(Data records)
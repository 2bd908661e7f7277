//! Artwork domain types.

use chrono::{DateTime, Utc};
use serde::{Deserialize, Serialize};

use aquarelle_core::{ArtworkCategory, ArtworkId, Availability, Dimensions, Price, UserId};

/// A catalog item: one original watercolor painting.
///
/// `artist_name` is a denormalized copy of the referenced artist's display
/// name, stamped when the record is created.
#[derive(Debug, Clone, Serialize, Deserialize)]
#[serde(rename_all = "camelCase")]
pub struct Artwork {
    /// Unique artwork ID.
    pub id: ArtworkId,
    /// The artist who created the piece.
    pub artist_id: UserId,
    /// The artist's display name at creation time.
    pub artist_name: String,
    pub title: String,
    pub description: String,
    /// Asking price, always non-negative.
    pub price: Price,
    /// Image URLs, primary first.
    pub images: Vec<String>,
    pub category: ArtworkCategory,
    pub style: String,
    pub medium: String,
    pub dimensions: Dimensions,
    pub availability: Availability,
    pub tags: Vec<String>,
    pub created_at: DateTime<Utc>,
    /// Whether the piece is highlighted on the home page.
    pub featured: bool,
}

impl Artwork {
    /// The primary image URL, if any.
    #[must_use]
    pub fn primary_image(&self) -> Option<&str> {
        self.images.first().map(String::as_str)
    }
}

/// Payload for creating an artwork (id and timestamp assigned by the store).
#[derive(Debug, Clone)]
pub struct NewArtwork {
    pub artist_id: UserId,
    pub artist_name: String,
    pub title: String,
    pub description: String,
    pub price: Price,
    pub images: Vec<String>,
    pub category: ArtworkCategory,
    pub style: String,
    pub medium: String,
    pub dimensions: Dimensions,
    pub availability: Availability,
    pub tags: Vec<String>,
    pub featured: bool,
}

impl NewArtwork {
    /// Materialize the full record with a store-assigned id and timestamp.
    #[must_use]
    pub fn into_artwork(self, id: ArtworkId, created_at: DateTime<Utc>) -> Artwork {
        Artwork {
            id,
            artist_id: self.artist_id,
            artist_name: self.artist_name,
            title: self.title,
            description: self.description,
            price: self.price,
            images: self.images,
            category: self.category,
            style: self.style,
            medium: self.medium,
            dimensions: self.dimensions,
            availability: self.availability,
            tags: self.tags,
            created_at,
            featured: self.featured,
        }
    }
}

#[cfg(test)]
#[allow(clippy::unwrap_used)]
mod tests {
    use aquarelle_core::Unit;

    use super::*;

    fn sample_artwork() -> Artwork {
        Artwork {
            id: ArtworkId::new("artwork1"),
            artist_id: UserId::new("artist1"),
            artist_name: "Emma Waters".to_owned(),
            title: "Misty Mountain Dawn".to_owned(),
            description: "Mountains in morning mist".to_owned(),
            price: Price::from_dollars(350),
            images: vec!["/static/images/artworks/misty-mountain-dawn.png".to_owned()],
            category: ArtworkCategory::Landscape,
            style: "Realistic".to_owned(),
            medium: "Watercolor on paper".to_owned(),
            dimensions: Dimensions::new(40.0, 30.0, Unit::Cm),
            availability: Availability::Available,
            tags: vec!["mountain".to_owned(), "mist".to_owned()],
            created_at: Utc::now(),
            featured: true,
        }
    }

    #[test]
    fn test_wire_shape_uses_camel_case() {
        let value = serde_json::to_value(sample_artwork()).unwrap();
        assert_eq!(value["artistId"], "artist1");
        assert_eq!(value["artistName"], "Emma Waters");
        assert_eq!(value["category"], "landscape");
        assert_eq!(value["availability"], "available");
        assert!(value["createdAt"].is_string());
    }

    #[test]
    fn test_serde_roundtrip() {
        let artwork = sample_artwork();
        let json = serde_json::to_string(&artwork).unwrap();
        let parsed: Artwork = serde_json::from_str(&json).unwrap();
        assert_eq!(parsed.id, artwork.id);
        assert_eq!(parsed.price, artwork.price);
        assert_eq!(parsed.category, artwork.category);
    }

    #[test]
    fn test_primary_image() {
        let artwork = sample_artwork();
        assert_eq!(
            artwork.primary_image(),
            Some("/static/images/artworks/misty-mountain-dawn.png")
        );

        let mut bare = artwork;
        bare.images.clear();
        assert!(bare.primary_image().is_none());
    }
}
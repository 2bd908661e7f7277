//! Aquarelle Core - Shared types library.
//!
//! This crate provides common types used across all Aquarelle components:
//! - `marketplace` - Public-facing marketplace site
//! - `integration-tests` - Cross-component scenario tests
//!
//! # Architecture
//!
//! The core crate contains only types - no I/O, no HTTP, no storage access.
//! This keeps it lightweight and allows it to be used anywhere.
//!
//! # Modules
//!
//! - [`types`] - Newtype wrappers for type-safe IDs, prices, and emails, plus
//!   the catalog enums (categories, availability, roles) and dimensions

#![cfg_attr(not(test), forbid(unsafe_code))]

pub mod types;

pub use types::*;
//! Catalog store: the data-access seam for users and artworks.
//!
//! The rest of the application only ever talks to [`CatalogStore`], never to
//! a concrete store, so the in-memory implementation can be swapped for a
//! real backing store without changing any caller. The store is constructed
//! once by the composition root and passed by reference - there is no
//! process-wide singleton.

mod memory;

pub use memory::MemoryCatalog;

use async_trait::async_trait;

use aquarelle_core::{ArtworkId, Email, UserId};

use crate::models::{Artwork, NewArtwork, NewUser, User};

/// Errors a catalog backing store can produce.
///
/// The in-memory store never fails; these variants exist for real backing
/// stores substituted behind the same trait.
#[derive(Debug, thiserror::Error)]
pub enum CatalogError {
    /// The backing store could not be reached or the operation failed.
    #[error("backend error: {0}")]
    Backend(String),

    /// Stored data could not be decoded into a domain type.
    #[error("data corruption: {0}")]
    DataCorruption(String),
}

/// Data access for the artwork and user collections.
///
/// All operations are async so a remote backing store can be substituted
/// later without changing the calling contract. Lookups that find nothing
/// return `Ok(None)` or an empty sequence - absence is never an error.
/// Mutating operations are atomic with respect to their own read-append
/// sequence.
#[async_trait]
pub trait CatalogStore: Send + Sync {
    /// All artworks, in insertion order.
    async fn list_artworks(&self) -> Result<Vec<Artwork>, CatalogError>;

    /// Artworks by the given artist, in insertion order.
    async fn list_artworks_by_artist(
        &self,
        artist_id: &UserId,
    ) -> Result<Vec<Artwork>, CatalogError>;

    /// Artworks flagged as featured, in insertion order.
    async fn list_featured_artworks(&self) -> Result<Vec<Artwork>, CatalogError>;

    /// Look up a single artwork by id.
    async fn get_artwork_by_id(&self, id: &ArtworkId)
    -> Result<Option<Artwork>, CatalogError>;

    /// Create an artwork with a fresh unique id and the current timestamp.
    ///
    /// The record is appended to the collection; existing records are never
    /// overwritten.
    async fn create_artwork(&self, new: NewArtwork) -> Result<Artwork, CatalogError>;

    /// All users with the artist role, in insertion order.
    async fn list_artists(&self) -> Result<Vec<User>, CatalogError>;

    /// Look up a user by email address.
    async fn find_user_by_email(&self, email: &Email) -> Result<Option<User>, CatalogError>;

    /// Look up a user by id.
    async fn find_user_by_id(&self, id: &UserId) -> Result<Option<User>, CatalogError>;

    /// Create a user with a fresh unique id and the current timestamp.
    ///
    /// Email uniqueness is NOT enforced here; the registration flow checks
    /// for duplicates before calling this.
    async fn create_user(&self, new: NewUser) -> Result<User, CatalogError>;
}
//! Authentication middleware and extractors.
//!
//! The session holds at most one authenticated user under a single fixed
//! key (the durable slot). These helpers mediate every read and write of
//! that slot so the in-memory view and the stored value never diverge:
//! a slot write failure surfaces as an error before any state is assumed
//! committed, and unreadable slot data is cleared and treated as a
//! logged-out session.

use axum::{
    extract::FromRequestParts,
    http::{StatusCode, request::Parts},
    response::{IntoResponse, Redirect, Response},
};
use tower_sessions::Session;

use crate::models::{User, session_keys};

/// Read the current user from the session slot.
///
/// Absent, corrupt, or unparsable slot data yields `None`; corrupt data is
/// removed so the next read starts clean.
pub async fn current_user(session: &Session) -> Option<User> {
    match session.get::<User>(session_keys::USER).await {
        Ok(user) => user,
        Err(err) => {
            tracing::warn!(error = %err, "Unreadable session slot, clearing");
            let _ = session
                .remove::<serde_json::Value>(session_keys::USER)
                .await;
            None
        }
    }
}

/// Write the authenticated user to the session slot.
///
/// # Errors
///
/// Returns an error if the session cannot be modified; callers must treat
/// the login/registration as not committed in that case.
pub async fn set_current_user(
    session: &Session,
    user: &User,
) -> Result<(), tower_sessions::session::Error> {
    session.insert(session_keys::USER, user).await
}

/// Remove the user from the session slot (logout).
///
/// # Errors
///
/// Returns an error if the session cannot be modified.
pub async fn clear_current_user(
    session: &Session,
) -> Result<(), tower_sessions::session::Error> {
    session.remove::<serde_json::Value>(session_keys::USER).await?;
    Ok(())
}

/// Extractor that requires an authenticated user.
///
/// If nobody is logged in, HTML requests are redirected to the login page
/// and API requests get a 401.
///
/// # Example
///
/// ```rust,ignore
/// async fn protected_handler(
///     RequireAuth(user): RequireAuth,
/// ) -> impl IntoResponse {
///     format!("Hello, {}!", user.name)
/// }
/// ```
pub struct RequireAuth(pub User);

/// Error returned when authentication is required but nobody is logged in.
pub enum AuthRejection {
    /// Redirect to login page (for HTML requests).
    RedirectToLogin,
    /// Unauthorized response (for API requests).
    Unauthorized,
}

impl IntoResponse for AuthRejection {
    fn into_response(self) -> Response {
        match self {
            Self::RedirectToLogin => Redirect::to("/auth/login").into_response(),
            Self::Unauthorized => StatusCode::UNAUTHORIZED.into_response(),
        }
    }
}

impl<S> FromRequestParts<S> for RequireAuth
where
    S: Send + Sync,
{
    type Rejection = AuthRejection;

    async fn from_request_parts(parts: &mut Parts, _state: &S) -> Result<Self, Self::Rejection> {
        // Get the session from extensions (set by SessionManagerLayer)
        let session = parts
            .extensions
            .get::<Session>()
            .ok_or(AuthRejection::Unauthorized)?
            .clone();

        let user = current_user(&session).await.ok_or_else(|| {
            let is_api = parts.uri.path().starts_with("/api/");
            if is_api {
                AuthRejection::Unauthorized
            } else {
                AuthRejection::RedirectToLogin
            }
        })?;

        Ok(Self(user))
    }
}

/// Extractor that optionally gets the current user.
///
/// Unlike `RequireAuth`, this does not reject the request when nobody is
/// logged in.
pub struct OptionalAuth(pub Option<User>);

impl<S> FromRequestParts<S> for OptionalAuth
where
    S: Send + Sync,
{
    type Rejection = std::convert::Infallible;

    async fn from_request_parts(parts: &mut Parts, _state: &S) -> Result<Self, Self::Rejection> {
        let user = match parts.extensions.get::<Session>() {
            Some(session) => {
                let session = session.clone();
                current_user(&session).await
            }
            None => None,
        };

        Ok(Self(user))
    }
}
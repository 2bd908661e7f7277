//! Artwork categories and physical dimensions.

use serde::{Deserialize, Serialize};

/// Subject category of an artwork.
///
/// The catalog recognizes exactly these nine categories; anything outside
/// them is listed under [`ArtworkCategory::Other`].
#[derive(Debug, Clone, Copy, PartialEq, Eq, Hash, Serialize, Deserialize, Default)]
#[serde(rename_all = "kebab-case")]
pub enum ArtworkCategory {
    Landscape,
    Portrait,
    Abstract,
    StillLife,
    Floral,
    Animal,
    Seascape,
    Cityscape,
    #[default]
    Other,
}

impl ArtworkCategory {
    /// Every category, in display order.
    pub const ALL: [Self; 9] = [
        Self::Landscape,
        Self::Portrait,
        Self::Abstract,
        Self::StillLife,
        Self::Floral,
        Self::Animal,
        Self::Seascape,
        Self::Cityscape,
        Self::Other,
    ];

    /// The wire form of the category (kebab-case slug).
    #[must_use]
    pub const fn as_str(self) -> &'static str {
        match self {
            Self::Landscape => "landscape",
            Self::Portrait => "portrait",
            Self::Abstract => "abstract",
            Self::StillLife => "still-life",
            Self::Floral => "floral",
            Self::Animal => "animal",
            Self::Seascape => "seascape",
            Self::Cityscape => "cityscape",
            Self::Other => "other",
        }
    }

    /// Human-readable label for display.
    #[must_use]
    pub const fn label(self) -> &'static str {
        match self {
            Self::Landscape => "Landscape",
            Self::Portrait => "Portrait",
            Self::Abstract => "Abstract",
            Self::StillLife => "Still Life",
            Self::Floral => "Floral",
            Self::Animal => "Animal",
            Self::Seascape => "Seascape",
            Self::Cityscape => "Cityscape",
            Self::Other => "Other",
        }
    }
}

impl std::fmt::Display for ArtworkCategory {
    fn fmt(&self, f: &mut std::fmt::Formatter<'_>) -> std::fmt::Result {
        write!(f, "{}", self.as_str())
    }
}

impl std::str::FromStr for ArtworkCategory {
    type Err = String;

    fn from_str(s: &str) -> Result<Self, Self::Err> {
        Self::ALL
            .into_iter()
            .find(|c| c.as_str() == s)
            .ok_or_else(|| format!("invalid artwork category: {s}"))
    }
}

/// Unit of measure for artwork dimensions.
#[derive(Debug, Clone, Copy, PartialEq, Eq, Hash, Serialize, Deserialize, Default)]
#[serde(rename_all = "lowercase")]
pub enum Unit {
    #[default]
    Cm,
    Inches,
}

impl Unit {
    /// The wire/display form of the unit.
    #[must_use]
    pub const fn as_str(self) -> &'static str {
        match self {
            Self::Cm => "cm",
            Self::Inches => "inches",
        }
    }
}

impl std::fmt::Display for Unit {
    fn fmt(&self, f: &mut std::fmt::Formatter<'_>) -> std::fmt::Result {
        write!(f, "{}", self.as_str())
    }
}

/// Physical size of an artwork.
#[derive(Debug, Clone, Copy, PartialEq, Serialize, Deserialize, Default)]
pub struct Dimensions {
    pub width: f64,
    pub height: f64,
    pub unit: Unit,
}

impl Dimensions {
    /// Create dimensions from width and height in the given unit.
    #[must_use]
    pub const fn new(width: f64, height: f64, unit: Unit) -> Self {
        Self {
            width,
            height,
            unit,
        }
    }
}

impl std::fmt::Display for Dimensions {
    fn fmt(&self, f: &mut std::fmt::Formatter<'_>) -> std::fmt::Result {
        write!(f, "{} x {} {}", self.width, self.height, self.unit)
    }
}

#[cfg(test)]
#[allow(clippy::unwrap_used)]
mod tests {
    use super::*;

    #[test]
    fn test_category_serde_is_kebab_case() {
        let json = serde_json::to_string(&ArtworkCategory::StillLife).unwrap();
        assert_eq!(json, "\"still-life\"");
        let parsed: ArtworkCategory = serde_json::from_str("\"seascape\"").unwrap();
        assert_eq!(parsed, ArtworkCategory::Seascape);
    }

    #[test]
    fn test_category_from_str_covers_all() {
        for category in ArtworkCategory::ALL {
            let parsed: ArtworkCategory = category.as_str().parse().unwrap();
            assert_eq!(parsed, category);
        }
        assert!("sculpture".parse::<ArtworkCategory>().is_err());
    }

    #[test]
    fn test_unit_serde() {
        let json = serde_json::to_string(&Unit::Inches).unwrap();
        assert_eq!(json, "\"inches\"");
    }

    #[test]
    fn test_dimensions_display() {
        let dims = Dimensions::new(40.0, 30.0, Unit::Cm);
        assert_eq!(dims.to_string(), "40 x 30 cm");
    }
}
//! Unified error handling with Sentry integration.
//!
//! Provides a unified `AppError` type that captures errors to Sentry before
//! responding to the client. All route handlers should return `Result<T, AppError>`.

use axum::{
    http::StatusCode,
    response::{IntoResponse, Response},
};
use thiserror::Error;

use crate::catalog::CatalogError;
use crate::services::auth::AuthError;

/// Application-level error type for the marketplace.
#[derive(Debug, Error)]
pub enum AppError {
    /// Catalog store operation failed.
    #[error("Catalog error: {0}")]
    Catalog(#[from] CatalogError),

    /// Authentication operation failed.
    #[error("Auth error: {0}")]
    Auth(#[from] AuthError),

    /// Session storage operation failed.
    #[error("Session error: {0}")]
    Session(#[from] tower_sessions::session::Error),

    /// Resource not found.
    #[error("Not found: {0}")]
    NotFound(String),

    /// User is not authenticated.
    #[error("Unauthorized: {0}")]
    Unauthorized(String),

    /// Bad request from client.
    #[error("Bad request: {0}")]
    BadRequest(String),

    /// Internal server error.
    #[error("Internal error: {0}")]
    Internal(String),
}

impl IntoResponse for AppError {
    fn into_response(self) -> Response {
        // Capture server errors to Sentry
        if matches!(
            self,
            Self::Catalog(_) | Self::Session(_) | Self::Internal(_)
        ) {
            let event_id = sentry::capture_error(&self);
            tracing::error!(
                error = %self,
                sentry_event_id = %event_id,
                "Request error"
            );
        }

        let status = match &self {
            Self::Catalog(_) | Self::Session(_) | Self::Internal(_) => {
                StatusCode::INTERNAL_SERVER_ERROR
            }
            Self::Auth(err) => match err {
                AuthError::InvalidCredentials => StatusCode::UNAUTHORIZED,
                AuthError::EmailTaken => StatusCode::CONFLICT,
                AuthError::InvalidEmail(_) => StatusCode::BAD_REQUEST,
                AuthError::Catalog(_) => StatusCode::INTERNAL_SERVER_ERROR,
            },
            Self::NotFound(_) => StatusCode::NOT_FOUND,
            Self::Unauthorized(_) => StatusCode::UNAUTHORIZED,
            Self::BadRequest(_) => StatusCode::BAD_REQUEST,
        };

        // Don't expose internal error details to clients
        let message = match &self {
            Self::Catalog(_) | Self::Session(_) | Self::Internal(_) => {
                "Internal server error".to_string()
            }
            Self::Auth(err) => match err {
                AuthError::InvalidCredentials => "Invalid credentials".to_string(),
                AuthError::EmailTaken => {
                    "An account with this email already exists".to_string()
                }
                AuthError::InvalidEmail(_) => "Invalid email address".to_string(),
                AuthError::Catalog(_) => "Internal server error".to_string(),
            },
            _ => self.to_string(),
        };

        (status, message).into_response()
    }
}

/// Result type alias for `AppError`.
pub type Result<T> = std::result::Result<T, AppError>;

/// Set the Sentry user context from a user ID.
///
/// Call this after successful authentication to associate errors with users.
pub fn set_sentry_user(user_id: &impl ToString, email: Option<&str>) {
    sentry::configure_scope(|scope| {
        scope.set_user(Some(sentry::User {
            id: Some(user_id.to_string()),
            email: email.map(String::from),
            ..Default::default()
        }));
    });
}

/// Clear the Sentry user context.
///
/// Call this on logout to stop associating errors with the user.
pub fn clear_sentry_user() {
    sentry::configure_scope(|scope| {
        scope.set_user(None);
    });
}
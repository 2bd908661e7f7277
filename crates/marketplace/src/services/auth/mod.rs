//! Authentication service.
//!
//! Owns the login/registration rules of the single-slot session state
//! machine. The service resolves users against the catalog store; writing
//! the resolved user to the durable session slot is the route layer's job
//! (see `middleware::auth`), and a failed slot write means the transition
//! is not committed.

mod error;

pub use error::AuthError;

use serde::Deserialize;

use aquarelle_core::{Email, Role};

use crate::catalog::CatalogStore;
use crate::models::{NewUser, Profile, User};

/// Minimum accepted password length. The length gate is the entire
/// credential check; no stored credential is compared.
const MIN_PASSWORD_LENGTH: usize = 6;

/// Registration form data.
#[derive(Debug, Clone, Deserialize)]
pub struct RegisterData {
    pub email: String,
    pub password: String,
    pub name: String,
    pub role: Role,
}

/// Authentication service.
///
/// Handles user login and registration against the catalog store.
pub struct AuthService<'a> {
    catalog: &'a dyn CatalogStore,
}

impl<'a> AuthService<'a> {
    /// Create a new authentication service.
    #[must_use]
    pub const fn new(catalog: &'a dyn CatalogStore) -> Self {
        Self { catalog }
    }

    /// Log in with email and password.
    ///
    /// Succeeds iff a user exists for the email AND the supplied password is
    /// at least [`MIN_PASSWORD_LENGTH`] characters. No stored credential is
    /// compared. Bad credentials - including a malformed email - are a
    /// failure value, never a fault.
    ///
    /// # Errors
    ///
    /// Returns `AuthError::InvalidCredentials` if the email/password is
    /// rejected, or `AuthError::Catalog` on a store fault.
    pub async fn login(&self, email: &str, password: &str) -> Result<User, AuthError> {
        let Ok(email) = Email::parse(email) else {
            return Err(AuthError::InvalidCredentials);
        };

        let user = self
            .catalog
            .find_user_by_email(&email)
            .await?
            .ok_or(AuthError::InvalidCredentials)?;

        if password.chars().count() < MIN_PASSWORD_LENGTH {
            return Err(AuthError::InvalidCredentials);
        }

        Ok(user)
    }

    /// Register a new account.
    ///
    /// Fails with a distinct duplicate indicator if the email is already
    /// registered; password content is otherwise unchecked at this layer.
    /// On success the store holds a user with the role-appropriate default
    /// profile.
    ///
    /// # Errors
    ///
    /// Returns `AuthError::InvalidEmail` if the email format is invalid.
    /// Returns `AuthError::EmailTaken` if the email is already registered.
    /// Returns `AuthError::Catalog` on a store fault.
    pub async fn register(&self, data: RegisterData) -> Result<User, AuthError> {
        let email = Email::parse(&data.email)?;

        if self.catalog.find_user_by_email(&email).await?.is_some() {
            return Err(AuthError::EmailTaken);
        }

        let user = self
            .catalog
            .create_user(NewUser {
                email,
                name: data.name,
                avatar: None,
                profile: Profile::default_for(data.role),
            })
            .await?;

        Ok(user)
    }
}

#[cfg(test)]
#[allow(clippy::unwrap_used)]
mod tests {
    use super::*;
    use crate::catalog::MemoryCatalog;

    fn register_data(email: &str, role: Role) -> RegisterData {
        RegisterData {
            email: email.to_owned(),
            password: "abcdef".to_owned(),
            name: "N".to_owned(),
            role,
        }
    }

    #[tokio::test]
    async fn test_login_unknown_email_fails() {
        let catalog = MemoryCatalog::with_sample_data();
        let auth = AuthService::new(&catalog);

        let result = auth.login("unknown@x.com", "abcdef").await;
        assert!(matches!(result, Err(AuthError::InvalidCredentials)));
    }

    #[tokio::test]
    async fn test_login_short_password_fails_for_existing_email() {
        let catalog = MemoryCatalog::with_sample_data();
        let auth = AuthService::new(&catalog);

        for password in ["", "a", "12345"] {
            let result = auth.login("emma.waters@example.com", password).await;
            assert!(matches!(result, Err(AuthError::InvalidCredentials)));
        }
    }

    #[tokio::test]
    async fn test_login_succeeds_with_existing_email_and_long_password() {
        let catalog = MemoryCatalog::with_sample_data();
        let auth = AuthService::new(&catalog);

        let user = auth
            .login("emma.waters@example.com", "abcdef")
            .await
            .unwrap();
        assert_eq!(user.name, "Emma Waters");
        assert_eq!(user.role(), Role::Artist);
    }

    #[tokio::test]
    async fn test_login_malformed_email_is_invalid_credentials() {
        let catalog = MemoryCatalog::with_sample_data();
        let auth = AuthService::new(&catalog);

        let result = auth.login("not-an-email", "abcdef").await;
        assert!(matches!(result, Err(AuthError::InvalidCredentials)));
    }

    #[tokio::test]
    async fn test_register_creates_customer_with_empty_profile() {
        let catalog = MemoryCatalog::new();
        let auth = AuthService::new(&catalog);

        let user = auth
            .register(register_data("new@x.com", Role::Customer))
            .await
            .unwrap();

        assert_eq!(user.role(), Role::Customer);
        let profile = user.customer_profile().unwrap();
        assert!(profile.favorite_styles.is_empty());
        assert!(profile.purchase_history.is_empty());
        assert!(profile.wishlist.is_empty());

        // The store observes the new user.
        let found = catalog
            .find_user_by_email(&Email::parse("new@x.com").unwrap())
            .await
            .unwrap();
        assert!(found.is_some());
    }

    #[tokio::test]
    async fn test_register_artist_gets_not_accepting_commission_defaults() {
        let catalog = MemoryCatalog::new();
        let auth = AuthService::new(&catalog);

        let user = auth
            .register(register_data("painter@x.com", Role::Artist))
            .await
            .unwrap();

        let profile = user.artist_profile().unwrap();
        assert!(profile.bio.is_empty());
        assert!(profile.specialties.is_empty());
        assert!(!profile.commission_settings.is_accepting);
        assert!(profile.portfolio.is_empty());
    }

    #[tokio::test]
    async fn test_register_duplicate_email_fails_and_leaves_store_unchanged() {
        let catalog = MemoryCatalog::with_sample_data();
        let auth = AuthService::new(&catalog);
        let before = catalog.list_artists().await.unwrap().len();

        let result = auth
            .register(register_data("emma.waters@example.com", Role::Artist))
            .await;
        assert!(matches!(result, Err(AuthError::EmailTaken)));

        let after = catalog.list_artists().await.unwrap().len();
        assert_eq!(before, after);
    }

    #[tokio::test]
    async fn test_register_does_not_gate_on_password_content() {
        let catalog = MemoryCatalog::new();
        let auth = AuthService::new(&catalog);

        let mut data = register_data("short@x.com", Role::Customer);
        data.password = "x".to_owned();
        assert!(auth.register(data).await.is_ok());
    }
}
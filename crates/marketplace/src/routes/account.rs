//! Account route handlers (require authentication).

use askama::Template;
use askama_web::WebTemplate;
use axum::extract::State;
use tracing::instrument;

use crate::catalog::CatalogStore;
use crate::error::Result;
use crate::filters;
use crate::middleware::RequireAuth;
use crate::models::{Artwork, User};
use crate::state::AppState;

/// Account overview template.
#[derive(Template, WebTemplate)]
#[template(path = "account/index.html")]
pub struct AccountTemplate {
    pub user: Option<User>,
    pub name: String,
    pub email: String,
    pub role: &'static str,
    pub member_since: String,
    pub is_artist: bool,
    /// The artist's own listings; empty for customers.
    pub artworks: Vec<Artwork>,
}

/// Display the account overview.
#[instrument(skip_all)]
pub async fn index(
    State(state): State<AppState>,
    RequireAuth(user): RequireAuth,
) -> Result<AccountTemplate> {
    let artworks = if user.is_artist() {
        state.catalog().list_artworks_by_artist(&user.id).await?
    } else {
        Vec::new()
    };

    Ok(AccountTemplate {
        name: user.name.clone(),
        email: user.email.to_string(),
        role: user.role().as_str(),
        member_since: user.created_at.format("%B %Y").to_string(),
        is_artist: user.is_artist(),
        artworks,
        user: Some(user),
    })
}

• **What the exercise asks**: Word for word, repeat the data from its first line through the line with "pub fn primary_image(&self)", including both of those lines and no others.

• **Solved problem**:
repository 2bd908661e7f7277
//! Artwork domain types.

use chrono::{DateTime, Utc};
use serde::{Deserialize, Serialize};

use aquarelle_core::{ArtworkCategory, ArtworkId, Availability, Dimensions, Price, UserId};

/// A catalog item: one original watercolor painting.
///
/// `artist_name` is a denormalized copy of the referenced artist's display
/// name, stamped when the record is created.
#[derive(Debug, Clone, Serialize, Deserialize)]
#[serde(rename_all = "camelCase")]
pub struct Artwork {
    /// Unique artwork ID.
    pub id: ArtworkId,
    /// The artist who created the piece.
    pub artist_id: UserId,
    /// The artist's display name at creation time.
    pub artist_name: String,
    pub title: String,
    pub description: String,
    /// Asking price, always non-negative.
    pub price: Price,
    /// Image URLs, primary first.
    pub images: Vec<String>,
    pub category: ArtworkCategory,
    pub style: String,
    pub medium: String,
    pub dimensions: Dimensions,
    pub availability: Availability,
    pub tags: Vec<String>,
    pub created_at: DateTime<Utc>,
    /// Whether the piece is highlighted on the home page.
    pub featured: bool,
}

impl Artwork {
    /// The primary image URL, if any.
    #[must_use]
    pub fn primary_image(&self) -> Option<&str> {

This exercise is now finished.